Saved data entries
○ ○ ○ ○ ○ ○ ○

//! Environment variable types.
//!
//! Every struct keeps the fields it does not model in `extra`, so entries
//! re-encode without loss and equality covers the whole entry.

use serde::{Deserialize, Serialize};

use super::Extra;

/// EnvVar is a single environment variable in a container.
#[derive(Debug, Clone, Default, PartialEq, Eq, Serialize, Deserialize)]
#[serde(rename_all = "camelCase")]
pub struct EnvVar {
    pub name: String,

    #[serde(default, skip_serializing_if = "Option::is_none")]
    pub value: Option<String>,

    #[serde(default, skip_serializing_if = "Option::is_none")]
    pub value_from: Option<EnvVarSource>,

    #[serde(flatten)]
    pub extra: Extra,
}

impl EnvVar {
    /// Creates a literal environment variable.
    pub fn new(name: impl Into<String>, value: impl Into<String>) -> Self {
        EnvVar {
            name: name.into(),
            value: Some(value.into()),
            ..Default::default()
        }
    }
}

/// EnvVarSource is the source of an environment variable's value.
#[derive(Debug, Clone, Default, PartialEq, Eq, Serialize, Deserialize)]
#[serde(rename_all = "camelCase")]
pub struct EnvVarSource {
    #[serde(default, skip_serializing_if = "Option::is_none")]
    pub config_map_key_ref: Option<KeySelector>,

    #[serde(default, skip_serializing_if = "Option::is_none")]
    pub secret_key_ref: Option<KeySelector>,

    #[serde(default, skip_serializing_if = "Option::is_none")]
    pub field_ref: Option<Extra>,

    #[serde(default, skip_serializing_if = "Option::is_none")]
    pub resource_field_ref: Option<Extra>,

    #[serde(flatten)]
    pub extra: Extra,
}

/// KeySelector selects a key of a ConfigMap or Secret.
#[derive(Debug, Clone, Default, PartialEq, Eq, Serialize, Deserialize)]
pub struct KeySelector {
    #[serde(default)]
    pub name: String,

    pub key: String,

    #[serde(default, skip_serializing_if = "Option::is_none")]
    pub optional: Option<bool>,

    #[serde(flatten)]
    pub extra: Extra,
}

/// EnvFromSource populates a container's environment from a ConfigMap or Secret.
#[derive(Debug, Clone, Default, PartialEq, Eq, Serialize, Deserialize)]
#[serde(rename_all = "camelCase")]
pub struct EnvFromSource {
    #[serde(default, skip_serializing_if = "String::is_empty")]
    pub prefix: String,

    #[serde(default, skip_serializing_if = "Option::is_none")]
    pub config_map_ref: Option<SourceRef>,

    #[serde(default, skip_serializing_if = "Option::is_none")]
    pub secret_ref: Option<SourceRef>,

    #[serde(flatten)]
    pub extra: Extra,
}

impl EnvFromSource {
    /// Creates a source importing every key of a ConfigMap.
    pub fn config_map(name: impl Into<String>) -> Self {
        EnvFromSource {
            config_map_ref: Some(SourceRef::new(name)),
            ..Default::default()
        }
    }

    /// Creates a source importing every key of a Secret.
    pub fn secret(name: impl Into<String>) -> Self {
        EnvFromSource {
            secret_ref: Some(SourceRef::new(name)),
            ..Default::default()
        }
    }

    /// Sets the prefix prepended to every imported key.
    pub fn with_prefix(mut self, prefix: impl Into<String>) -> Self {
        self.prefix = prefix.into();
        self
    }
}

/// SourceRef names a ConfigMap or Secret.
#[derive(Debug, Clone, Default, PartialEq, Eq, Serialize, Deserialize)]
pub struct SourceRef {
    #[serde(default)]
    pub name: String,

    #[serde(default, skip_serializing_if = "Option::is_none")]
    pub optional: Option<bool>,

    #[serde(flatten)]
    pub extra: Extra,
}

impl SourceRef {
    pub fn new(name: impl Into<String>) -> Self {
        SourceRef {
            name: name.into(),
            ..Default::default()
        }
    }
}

○ ○ ○ ○ ○ ○ ○

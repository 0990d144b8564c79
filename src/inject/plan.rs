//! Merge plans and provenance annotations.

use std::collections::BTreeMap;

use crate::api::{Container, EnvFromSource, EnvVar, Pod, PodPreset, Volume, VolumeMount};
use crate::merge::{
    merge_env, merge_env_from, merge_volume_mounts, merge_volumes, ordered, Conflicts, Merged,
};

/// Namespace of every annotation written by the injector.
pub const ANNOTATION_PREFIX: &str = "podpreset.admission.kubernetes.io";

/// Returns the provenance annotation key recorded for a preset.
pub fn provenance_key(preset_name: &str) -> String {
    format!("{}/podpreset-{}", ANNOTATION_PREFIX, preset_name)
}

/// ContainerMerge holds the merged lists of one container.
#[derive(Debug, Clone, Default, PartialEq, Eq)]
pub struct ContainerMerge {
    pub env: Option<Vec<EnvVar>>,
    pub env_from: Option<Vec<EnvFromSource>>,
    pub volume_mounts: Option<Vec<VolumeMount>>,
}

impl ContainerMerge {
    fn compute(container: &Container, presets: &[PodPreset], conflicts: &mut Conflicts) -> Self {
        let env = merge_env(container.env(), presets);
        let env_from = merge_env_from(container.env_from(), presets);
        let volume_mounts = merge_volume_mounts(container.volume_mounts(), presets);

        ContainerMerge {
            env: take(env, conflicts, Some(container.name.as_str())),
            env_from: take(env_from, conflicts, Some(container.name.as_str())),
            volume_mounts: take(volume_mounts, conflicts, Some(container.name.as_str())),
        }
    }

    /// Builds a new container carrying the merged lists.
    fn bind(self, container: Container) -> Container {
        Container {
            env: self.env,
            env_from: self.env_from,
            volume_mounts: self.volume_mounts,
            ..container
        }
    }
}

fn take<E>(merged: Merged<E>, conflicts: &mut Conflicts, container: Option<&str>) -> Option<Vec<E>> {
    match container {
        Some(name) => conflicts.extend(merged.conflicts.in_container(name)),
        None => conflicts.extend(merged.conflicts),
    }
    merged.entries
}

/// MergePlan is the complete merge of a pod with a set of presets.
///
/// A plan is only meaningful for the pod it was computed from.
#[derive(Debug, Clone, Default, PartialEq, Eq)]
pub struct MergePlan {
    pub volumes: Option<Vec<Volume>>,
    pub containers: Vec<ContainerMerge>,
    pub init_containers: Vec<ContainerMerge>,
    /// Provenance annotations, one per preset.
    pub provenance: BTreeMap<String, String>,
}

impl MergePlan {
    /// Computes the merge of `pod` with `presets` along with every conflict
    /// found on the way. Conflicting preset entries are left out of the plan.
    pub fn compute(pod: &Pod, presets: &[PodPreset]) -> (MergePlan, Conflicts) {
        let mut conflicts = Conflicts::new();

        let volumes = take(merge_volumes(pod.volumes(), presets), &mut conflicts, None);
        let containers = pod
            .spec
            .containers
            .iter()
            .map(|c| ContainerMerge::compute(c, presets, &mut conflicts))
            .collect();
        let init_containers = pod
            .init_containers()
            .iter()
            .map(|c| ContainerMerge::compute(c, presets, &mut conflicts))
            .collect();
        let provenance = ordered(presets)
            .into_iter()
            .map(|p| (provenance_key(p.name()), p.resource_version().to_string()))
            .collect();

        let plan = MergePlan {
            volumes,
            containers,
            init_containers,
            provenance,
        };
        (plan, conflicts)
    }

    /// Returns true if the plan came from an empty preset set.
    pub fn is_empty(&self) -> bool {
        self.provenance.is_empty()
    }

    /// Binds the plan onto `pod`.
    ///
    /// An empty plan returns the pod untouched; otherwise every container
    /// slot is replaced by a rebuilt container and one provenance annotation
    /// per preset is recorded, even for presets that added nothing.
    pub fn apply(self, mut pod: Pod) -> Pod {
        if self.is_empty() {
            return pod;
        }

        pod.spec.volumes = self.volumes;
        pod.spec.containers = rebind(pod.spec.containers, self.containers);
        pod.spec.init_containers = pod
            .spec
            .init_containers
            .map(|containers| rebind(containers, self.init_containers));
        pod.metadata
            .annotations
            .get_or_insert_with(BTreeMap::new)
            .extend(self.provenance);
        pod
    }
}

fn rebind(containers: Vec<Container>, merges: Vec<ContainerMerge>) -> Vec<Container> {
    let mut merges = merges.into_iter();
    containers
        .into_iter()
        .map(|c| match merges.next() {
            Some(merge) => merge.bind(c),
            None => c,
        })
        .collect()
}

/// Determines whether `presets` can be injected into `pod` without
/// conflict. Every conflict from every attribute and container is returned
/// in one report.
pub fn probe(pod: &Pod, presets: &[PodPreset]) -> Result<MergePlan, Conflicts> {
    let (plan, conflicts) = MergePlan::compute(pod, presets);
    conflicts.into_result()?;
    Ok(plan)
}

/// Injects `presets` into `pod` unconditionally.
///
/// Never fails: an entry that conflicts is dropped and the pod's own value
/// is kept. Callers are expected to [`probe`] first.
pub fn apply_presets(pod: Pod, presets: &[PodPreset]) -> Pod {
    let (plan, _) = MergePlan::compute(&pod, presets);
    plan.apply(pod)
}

○ ○ ○ ○ ○ ○ ○

Throughout the data above, copy all lines where the word "BTreeMap" is found.

use std::collections::BTreeMap;
    pub provenance: BTreeMap<String, String>,
            .get_or_insert_with(BTreeMap::new)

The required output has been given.